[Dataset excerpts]
┏━━
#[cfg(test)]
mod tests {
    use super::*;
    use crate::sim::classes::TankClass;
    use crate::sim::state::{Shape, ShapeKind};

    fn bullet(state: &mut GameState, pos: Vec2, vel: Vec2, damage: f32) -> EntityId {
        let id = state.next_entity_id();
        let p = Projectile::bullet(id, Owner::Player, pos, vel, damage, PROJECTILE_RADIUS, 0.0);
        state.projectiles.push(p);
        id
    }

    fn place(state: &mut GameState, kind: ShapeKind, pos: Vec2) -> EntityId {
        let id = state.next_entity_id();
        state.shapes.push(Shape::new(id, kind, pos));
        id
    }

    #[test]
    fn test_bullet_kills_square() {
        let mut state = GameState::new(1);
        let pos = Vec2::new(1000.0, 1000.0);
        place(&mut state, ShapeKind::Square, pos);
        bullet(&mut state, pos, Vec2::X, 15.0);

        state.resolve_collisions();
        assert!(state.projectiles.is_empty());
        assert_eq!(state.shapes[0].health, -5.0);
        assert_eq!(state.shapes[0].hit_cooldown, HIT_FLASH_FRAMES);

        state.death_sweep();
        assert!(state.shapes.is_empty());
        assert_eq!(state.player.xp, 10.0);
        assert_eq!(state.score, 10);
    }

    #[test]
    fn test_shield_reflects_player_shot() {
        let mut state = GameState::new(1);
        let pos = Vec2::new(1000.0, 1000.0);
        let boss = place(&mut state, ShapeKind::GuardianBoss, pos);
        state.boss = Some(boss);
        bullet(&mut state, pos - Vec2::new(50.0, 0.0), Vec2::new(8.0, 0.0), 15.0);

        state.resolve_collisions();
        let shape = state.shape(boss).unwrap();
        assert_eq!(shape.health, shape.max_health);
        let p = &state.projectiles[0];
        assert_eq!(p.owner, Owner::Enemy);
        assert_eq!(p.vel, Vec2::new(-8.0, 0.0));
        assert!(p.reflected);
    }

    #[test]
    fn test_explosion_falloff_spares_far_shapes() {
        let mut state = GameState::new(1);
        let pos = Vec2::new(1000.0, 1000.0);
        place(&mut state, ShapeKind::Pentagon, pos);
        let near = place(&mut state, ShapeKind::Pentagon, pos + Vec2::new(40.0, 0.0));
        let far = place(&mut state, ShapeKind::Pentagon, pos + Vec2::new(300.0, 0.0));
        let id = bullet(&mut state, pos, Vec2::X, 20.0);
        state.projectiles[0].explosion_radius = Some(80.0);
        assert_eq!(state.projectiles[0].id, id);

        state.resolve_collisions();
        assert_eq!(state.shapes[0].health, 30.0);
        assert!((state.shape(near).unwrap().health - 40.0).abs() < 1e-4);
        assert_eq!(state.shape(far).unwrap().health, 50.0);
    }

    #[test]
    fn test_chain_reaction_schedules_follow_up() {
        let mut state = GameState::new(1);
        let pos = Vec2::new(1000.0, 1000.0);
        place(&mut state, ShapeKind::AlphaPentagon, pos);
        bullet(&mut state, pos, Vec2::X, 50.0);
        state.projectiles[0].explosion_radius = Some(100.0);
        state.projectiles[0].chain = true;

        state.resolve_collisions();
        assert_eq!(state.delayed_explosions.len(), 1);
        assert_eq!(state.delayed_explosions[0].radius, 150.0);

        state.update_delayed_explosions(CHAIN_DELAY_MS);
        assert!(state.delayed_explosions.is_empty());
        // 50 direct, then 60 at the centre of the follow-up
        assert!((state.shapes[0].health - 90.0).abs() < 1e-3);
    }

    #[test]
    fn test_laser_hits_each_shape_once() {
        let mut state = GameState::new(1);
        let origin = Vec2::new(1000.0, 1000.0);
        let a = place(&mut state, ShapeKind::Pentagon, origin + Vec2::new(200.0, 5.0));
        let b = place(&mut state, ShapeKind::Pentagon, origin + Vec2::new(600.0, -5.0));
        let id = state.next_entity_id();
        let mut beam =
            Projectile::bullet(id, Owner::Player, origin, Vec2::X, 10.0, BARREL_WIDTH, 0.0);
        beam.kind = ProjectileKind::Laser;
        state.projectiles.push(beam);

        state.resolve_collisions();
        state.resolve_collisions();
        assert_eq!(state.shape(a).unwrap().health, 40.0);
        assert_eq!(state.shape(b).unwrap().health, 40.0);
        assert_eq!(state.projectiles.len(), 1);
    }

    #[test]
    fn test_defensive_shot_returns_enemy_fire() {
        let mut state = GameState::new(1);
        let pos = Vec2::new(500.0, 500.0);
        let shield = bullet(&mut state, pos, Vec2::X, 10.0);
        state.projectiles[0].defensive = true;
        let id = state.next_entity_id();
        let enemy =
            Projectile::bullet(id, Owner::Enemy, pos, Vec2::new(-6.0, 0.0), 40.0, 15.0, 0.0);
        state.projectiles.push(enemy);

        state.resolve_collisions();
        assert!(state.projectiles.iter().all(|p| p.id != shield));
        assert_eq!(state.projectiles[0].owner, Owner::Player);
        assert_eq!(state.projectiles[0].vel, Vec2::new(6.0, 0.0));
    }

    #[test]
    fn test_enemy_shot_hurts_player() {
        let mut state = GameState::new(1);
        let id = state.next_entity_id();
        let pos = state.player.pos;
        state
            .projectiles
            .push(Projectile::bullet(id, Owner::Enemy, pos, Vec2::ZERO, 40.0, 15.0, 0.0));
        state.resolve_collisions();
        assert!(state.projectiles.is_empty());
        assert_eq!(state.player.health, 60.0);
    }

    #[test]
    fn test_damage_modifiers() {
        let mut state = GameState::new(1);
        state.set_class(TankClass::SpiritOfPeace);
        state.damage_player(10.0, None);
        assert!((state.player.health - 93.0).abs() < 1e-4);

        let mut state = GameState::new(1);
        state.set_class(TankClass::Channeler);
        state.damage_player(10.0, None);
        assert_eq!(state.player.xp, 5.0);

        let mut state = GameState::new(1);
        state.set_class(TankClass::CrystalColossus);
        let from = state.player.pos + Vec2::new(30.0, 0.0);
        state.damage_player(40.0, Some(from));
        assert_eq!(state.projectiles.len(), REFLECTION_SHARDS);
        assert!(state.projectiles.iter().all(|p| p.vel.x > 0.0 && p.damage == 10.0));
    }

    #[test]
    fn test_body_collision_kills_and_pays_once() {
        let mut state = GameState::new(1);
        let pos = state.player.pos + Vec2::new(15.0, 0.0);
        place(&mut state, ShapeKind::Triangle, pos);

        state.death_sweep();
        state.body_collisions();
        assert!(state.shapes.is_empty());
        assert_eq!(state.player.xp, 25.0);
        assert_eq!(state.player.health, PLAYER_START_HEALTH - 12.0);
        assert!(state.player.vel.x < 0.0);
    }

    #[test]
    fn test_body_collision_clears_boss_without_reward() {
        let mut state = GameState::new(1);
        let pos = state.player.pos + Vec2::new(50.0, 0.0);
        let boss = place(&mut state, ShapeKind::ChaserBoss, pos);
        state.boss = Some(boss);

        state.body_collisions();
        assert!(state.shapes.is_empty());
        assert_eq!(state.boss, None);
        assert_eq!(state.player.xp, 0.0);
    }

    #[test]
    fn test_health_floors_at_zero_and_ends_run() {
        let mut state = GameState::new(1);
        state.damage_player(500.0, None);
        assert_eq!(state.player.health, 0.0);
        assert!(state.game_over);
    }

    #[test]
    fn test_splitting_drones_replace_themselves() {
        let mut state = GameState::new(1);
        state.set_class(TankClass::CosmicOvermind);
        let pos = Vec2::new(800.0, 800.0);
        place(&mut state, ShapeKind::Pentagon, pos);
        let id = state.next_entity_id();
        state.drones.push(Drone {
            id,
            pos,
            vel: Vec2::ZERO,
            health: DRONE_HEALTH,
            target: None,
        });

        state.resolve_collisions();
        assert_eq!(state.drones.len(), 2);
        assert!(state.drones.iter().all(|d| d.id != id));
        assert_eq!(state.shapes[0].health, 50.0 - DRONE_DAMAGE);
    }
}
┗━━
┏━━
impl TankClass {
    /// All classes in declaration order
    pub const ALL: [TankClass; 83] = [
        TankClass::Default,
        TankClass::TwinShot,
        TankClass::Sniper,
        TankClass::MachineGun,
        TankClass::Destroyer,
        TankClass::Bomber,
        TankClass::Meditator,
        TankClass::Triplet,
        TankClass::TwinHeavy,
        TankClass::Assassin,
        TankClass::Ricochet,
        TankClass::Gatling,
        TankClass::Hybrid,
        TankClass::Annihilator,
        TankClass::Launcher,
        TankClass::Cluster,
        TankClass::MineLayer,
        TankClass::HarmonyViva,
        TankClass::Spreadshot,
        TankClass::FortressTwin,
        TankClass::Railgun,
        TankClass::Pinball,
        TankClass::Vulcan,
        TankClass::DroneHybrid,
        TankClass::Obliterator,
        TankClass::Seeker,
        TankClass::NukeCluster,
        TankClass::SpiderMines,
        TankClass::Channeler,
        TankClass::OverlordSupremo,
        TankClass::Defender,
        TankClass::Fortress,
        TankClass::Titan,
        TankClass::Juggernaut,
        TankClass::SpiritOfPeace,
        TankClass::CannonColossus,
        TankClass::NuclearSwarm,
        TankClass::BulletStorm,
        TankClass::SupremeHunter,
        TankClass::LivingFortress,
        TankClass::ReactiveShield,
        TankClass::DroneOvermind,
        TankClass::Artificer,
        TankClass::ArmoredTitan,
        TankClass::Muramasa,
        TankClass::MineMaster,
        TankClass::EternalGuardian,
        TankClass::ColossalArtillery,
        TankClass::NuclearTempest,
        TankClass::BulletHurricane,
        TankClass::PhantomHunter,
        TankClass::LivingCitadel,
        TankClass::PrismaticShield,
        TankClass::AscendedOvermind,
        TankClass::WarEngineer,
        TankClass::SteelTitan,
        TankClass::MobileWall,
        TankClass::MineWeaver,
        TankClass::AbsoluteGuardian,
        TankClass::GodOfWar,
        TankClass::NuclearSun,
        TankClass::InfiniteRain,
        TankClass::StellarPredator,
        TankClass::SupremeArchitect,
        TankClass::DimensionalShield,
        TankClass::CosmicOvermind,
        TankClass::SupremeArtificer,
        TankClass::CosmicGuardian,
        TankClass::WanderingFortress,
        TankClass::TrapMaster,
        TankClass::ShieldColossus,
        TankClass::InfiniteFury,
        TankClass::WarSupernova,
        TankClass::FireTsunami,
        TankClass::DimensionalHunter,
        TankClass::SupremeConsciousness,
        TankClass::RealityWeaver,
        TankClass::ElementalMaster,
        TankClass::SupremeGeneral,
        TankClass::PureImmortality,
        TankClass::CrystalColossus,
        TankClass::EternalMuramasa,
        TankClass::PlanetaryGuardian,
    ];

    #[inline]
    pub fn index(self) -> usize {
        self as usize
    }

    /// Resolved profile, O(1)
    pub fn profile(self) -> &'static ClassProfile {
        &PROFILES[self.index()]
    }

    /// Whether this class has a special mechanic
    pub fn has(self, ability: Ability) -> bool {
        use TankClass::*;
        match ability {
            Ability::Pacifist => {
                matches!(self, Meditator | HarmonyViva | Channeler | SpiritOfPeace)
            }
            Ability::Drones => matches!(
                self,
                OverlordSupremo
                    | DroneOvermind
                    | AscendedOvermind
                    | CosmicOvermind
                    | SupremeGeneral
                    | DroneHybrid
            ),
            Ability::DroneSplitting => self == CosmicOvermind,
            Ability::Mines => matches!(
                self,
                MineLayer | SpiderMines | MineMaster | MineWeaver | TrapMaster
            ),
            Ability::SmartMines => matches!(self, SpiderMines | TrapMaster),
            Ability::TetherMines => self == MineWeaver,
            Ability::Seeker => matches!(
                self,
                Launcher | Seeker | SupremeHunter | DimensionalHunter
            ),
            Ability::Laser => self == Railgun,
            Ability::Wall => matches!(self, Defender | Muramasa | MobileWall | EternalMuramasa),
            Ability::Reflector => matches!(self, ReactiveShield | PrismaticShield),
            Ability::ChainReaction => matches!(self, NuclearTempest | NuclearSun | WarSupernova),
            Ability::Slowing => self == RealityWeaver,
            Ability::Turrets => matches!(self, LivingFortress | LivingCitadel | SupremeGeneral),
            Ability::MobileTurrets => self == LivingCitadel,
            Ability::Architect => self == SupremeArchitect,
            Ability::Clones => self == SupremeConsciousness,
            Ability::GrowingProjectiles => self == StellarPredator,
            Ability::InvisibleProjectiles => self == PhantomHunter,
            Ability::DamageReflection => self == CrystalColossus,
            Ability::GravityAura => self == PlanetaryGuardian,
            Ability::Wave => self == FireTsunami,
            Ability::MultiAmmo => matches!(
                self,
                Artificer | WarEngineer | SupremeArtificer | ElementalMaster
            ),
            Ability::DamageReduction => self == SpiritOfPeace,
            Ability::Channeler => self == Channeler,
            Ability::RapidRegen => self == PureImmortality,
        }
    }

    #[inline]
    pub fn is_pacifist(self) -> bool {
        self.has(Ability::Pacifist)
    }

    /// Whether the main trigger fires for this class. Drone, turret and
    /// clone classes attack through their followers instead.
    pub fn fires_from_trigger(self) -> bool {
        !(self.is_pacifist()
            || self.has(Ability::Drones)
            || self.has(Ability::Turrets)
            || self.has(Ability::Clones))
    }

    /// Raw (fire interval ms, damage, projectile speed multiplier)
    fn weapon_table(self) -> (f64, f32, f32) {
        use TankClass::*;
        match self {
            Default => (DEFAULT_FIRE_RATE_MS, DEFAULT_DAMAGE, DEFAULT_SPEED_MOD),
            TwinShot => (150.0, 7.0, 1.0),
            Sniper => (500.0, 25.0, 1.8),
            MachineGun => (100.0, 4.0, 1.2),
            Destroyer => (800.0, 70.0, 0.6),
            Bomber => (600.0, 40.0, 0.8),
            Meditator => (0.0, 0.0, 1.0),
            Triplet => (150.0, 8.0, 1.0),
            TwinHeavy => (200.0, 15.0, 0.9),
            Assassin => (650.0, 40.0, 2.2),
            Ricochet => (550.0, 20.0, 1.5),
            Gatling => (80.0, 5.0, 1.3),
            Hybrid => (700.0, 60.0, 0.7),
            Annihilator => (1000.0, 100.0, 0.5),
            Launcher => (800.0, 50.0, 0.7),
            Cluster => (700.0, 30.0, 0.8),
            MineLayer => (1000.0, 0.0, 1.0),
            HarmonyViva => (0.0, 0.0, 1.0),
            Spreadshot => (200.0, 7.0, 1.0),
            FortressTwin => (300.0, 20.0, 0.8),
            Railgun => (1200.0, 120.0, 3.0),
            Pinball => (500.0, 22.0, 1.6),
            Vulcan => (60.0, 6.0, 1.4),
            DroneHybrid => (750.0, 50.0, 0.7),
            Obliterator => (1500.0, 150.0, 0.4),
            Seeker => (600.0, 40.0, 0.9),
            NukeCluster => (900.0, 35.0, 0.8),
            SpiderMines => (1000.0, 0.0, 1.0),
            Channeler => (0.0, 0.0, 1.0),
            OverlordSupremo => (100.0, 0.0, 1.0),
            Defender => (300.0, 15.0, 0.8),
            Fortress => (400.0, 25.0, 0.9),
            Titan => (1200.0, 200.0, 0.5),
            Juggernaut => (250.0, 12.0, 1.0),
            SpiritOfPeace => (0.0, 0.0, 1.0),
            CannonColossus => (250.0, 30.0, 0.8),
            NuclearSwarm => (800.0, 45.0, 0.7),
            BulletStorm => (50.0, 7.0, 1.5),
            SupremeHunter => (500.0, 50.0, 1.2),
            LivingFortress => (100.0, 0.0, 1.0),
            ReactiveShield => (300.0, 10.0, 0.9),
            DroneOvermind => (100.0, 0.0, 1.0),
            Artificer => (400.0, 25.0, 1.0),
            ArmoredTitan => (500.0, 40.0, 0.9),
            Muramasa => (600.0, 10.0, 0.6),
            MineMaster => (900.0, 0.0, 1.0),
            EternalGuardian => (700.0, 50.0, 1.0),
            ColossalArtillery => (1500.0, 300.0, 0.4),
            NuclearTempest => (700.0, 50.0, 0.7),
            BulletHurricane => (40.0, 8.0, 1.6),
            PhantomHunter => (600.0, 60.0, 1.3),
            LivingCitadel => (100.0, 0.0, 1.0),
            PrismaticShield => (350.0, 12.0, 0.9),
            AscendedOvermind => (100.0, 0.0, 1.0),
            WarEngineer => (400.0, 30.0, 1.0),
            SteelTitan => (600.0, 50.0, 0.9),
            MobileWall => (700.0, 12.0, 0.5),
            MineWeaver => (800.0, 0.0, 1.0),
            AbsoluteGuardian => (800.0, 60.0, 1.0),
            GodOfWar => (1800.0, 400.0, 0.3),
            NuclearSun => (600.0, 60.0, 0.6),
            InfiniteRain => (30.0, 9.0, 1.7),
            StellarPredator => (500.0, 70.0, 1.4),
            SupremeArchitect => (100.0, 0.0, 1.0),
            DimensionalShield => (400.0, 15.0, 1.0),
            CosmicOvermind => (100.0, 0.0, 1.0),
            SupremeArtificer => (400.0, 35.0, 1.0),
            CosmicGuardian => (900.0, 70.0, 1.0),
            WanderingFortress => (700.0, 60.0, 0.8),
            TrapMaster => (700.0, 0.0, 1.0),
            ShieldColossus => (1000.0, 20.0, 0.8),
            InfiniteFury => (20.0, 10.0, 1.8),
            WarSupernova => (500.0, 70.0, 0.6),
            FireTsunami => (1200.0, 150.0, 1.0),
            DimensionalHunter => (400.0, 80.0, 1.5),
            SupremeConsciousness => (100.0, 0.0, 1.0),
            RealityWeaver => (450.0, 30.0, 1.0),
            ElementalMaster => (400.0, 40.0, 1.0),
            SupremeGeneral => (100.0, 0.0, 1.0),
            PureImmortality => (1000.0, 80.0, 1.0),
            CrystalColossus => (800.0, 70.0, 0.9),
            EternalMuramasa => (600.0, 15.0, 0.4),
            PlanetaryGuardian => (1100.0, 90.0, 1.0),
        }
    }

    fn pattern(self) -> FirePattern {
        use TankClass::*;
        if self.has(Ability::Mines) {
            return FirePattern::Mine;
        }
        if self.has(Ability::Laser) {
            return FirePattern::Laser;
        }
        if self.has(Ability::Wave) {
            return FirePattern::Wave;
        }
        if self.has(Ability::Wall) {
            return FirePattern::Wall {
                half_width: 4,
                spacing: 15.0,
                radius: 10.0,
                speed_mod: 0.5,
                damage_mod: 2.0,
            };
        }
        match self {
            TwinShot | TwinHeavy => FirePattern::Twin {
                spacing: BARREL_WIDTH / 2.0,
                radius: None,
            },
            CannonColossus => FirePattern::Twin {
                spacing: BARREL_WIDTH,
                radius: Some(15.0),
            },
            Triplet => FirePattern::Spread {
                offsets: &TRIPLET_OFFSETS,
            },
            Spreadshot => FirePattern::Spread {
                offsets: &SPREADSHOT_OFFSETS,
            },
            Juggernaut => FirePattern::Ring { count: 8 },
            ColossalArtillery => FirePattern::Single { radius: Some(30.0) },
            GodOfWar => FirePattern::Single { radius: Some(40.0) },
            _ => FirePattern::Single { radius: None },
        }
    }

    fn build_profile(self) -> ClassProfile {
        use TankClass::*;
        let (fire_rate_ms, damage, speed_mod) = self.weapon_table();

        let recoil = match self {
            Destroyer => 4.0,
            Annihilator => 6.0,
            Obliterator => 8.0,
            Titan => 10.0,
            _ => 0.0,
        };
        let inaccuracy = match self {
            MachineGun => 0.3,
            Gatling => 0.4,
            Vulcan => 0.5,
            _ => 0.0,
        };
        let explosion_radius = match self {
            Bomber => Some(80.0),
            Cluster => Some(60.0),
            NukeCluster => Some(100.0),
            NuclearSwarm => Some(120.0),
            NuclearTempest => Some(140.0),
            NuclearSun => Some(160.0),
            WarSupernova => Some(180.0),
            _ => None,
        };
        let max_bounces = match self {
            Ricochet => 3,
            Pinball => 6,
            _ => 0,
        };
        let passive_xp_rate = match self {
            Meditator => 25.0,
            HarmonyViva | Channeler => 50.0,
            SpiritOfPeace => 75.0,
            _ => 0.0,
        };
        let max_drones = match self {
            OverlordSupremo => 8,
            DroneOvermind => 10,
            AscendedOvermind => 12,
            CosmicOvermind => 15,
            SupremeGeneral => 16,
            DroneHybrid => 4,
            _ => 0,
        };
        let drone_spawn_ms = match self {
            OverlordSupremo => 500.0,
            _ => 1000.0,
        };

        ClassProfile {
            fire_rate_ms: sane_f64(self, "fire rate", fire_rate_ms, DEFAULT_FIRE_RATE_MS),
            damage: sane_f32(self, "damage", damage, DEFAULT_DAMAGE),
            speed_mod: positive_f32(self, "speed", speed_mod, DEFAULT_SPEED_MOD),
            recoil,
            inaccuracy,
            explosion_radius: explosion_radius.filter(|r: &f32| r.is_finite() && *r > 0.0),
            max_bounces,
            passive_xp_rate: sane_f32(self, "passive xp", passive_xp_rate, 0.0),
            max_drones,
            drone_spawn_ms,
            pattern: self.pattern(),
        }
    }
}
┗━━
┏━━
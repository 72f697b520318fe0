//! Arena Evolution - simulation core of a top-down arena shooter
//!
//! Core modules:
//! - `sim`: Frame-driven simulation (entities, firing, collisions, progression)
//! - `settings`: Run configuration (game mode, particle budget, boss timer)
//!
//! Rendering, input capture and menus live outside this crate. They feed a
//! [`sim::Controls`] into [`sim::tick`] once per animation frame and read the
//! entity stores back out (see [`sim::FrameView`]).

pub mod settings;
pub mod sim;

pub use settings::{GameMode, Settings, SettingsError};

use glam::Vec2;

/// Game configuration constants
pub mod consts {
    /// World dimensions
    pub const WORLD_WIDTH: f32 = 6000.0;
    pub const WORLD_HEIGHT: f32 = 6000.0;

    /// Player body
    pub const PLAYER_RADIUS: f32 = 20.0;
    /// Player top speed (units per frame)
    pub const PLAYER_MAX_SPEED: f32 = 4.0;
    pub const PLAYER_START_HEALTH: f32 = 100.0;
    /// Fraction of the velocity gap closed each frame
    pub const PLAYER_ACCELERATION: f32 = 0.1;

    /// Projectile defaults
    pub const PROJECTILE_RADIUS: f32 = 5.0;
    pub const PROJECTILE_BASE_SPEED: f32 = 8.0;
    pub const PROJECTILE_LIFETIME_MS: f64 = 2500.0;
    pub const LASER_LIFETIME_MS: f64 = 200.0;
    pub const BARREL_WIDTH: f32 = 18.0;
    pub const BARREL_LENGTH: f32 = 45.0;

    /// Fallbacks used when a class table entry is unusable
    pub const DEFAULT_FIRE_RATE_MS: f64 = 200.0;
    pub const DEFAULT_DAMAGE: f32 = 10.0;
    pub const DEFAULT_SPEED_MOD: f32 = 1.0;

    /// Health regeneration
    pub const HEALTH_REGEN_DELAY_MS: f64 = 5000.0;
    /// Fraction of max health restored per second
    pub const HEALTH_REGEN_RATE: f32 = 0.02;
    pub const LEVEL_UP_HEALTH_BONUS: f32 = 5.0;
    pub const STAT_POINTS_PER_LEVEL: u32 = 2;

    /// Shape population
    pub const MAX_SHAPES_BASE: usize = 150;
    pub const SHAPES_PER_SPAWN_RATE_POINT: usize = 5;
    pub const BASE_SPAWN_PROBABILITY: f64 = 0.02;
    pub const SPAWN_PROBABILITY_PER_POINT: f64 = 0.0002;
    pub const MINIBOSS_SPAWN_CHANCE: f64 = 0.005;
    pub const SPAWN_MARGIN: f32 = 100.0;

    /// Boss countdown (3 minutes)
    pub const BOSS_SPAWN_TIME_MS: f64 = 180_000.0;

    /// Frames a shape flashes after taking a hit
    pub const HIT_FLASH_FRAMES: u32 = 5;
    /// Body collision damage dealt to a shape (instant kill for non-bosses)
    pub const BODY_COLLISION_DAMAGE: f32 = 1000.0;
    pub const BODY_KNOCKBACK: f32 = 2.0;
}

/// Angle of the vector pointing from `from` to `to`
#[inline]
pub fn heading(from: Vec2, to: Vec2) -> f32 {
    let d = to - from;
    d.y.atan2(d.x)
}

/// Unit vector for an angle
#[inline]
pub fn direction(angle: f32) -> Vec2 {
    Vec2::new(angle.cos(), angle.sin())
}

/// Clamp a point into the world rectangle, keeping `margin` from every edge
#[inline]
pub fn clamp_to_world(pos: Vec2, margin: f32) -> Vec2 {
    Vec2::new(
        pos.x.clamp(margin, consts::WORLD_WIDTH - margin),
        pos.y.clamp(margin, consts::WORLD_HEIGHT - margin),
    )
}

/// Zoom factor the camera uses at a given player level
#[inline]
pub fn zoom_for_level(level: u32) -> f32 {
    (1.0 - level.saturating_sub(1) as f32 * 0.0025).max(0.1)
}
┗━━
The answer consists of the lines above that include the word "BulletStorm", each copied exactly.

* Exercise answer:
        TankClass::BulletStorm,
            BulletStorm => (50.0, 7.0, 1.5),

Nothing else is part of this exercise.